Ice, 28 miliardi di fondi e addestramenti lampo: come sta cambiando l’agenzia con Trump
Dopo gli episodi delle ultime settimane a Minneapolis, l'Immigration and Customs Enforcement (Ice) è finita nuovamente al centro delle polemiche. Quali sono i tempi e le modalità di addestramento degli agenti, aumentati in un anno di 12mila unità grazie agli ingenti fondi sbloccati nella prima finanziaria del Trump bis? Anche di questo si è occupata la puntata di Numeri, di Sky TG24, andata in onda il 27 gennaio
AGENZIA ICE ANCORA NELLA BUFERA
- Negli Stati Uniti non si placano le polemiche intorno all’azione dell’Immigration and Customs Enforcement (Ice), l’agenzia federale dipendente dal Dipartimento della sicurezza interna responsabile della gestione sui flussi migratori irregolari. Dopo quanto accaduto di recente a Minneapolis, diversi parlamentari – anche repubblicani - chiedono un cambio di passo sull'addestramento degli agenti. Anche di questo tema si è occupata la puntata di Numeri, di Sky TG24, andata in onda il 27 gennaio.

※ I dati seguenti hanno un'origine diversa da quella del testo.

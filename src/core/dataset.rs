//! Labeled feature vectors used to train and assess trees

use crate::types::{ClassCode, ClassLabelMapping, LandCoverError, LandCoverResult};
use ndarray::{Array2, ArrayView1};

/// Training (or validation) samples: one row per pixel, one column per band.
#[derive(Debug, Clone)]
pub struct TrainingSet {
    features: Array2<f32>,
    labels: Vec<ClassCode>,
    classes: ClassLabelMapping,
    feature_names: Vec<String>,
}

impl TrainingSet {
    pub fn new(
        features: Array2<f32>,
        labels: Vec<ClassCode>,
        classes: ClassLabelMapping,
        feature_names: Vec<String>,
    ) -> LandCoverResult<Self> {
        let (rows, cols) = features.dim();
        if labels.len() != rows {
            return Err(LandCoverError::InvalidTrainingData(format!(
                "{} labels for {} feature rows",
                labels.len(),
                rows
            )));
        }
        if feature_names.len() != cols {
            return Err(LandCoverError::InvalidTrainingData(format!(
                "{} feature names for {} feature columns",
                feature_names.len(),
                cols
            )));
        }
        if let Some(bad) = labels.iter().find(|&&c| c as usize >= classes.len()) {
            return Err(LandCoverError::InvalidTrainingData(format!(
                "class code {} outside mapping of {} classes",
                bad,
                classes.len()
            )));
        }
        Ok(Self {
            features,
            labels,
            classes,
            feature_names,
        })
    }

    /// Build from row vectors and label names; the mapping is derived from the labels.
    pub fn from_rows<S: AsRef<str>>(
        rows: &[Vec<f32>],
        labels: &[S],
        feature_names: Vec<String>,
    ) -> LandCoverResult<Self> {
        if rows.len() != labels.len() {
            return Err(LandCoverError::InvalidTrainingData(format!(
                "{} labels for {} feature rows",
                labels.len(),
                rows.len()
            )));
        }
        let width = feature_names.len();
        if let Some((i, row)) = rows.iter().enumerate().find(|(_, r)| r.len() != width) {
            return Err(LandCoverError::InvalidTrainingData(format!(
                "row {} has {} features, expected {}",
                i,
                row.len(),
                width
            )));
        }

        let classes = ClassLabelMapping::from_labels(labels.iter().map(|l| l.as_ref()))?;
        let codes = labels
            .iter()
            .map(|l| {
                classes.code(l.as_ref()).ok_or_else(|| {
                    LandCoverError::InvalidTrainingData(format!("unmapped label {}", l.as_ref()))
                })
            })
            .collect::<LandCoverResult<Vec<_>>>()?;

        let flat: Vec<f32> = rows.iter().flatten().copied().collect();
        let features = Array2::from_shape_vec((rows.len(), width), flat)
            .map_err(|e| LandCoverError::InvalidTrainingData(format!("Shape error: {}", e)))?;
        Self::new(features, codes, classes, feature_names)
    }

    pub fn len(&self) -> usize {
        self.labels.len()
    }

    pub fn is_empty(&self) -> bool {
        self.labels.is_empty()
    }

    pub fn feature_count(&self) -> usize {
        self.features.ncols()
    }

    pub fn features(&self) -> &Array2<f32> {
        &self.features
    }

    pub fn row(&self, index: usize) -> ArrayView1<'_, f32> {
        self.features.row(index)
    }

    pub fn labels(&self) -> &[ClassCode] {
        &self.labels
    }

    pub fn classes(&self) -> &ClassLabelMapping {
        &self.classes
    }

    pub fn feature_names(&self) -> &[String] {
        &self.feature_names
    }

    /// Number of rows per class code
    pub fn class_counts(&self) -> Vec<usize> {
        let mut counts = vec![0; self.classes.len()];
        for &c in &self.labels {
            counts[c as usize] += 1;
        }
        counts
    }

    /// Number of classes with at least one row
    pub fn distinct_labels(&self) -> usize {
        self.class_counts().iter().filter(|&&n| n > 0).count()
    }

    /// (min, max) of every feature column, NaN-free
    pub fn feature_stats(&self) -> Vec<(f32, f32)> {
        self.features
            .columns()
            .into_iter()
            .map(|col| {
                col.iter()
                    .filter(|v| !v.is_nan())
                    .fold((f32::INFINITY, f32::NEG_INFINITY), |(lo, hi), &v| (lo.min(v), hi.max(v)))
            })
            .collect()
    }
}
//! End-to-end land-cover classification: crop, correct, extract, train, classify.
//!
//! Each stage consumes the previous stage's output and returns a new value;
//! the first failing stage's error is returned unchanged.

use crate::config::PipelineConfig;
use crate::core::accuracy::ConfusionMatrix;
use crate::core::classify::{ClassifiedRaster, TreeClassifier};
use crate::core::dataset::TrainingSet;
use crate::core::extract::{FeatureExtractor, TrainingSite};
use crate::core::mask::crop_to_geometry;
use crate::core::reflectance::{ReflectanceCorrector, ReflectanceParams};
use crate::core::train::DecisionTreeTrainer;
use crate::core::tree::DecisionTree;
use crate::types::{LandCoverResult, RawRaster, ReflectanceRaster};
use geo::Geometry;
use std::time::Instant;

/// Every artifact of a run
#[derive(Debug, Clone)]
pub struct PipelineOutput {
    pub corrected: ReflectanceRaster,
    pub training: TrainingSet,
    pub tree: DecisionTree,
    pub classified: ClassifiedRaster,
    /// Agreement of the tree with its own training rows
    pub resubstitution: ConfusionMatrix,
}

pub struct Pipeline {
    config: PipelineConfig,
    band_params: Option<Vec<ReflectanceParams>>,
}

impl Pipeline {
    pub fn new(config: PipelineConfig) -> LandCoverResult<Self> {
        config.validate()?;
        Ok(Self {
            config,
            band_params: None,
        })
    }

    /// Calibrate each band with its own parameters instead of the configured default
    pub fn with_band_params(mut self, params: Vec<ReflectanceParams>) -> Self {
        self.band_params = Some(params);
        self
    }

    pub fn config(&self) -> &PipelineConfig {
        &self.config
    }

    fn corrector(&self) -> LandCoverResult<ReflectanceCorrector> {
        match &self.band_params {
            Some(params) => ReflectanceCorrector::per_band(params.clone()),
            None => ReflectanceCorrector::new(self.config.reflectance),
        }
    }

    /// Crop (when a study area is given) and correct a raw scene.
    pub fn prepare(
        &self,
        raw: &RawRaster,
        study_area: Option<&Geometry<f64>>,
    ) -> LandCoverResult<ReflectanceRaster> {
        let cropped;
        let raw = match study_area {
            Some(area) => {
                cropped = crop_to_geometry(raw, area)?;
                &cropped
            }
            None => raw,
        };
        self.corrector()?.correct(raw)
    }

    /// Train on `sites` and classify the scene they were drawn from.
    pub fn run(
        &self,
        raw: &RawRaster,
        study_area: Option<&Geometry<f64>>,
        sites: &[TrainingSite],
    ) -> LandCoverResult<PipelineOutput> {
        let start = Instant::now();
        log::info!(
            "Starting land-cover pipeline on {} bands of {}x{} pixels",
            raw.band_count(),
            raw.rows(),
            raw.cols()
        );

        let corrected = self.prepare(raw, study_area)?;
        let training = FeatureExtractor::new(self.config.extract.clone()).extract(&corrected, sites)?;
        let tree = DecisionTreeTrainer::new(self.config.tree.clone()).fit(&training)?;
        let classified = TreeClassifier::new(self.config.classify.clone()).classify(&corrected, &tree)?;
        let resubstitution = ConfusionMatrix::evaluate(&tree, &training)?;

        log::info!("Pipeline finished in {:.2?}", start.elapsed());
        Ok(PipelineOutput {
            corrected,
            training,
            tree,
            classified,
            resubstitution,
        })
    }
}

/// Run the whole pipeline with one set of calibration parameters for every band.
pub fn run_pipeline(
    raw: &RawRaster,
    study_area: Option<&Geometry<f64>>,
    sites: &[TrainingSite],
    config: &PipelineConfig,
) -> LandCoverResult<PipelineOutput> {
    Pipeline::new(config.clone())?.run(raw, study_area, sites)
}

TRUMP: “NOEM RESTA AL SUO POSTO”
- Donald Trump ha confermato intanto la fiducia alla Segretaria alla sicurezza interna Kristi Noem dopo la richiesta di dimissioni avanzata dai Democratici per i raid compiuti dall'Ice nelle sanctuary cities. “Sta facendo un ottimo lavoro”, ha detto ai cronisti il presidente Usa prima di volare in Iowa.
I FONDI STANZIATI
- Con l’approvazione, nel luglio 2025, della legge "One Big Beautiful Bill", i finanziamenti federali all’Ice hanno registrato un balzo di quasi 18 miliardi di dollari. Per quest’anno infatti l’agenzia può contare su 28 miliardi di budget, quasi venti in più rispetto alle risorse stanziate nell'ultimo triennio.
IL NUMERO DI AGENTI
- Come mostrano i dati pubbicati dall'Ice, in un anno circa 12mila agenti in più hanno indossato la divisa portando il numero totale degli effettivi a 22mila unità.
IL CONFRONTO ICE-FBI
- L'incremento di risorse economiche e umane hanno potenziato l'Ice a tal punto che come evidenziano il Dipartimento di Giustizia e Homeland Security, l'agenzia si colloca ad oggi al primo posto nella classifica degli enti federali statunitensi per dimensione. L'agenzia per l'immigrazione doppia l'Fbi per numero di agenti totali: 22mila contro i circa 13mila in dotazione nella struttura governativa preposta per intelligence interno. Netta è anche la differenza sul budget: l'Fbi può contare su 11 miliardi di fondi contro i 28 miliardi dell'Ice.
L'AUMENTO DEL PERSONALE
- Un'ulteriore prova del fatto che l'Ice ha ingrossato le sue file è testimoniato dal numero di candidature ricevute lo scorso anno. L'agenzia fa sapere che circa 220mila persone hanno fatto domanda di assunzione per entrare a far parte degli effettivi da spedire nelle città e nei centri di detenzione.
ICE: "PROCEDURA ACCELERATA"
- Per far fronte all'ondata di nuovi ingressi, in un comunicato diffuso il 22 gennaio scorso, l'Ice ha annunciato di aver semplificato la procedura per la formazione dei nuovi agenti pur "senza sacrificare i contenuti". Stando alle nuove regole, attualmente occorrono 42 giorni per completare l'addestramento dei neo-assunti preposti all'arresto degli immigrati irregolari. Si tratta di una procedura "lampo" in confronto ad altri Paesi. Per i Carabinieri italiani, ad esempio, dalla nomina servono 6 mesi di training per entrare in servizio.
LE TECNICHE DI ADDESTRAMENTO
- Nei 42 giorni di addestramento, i neo-agenti sono chiamati a memorizzare diverse manovre tecniche, dall'arresto all'autodifesa e la protezione dall'attacco di singoli individui e gruppi. La formazione mira inoltre a fornire fondamenti nella gestione dei conflitti e nella riduzione della tensione. Non mancano poi le lezioni destinate all'utilizzo delle armi da fuoco e sull'uso ponderato della forza.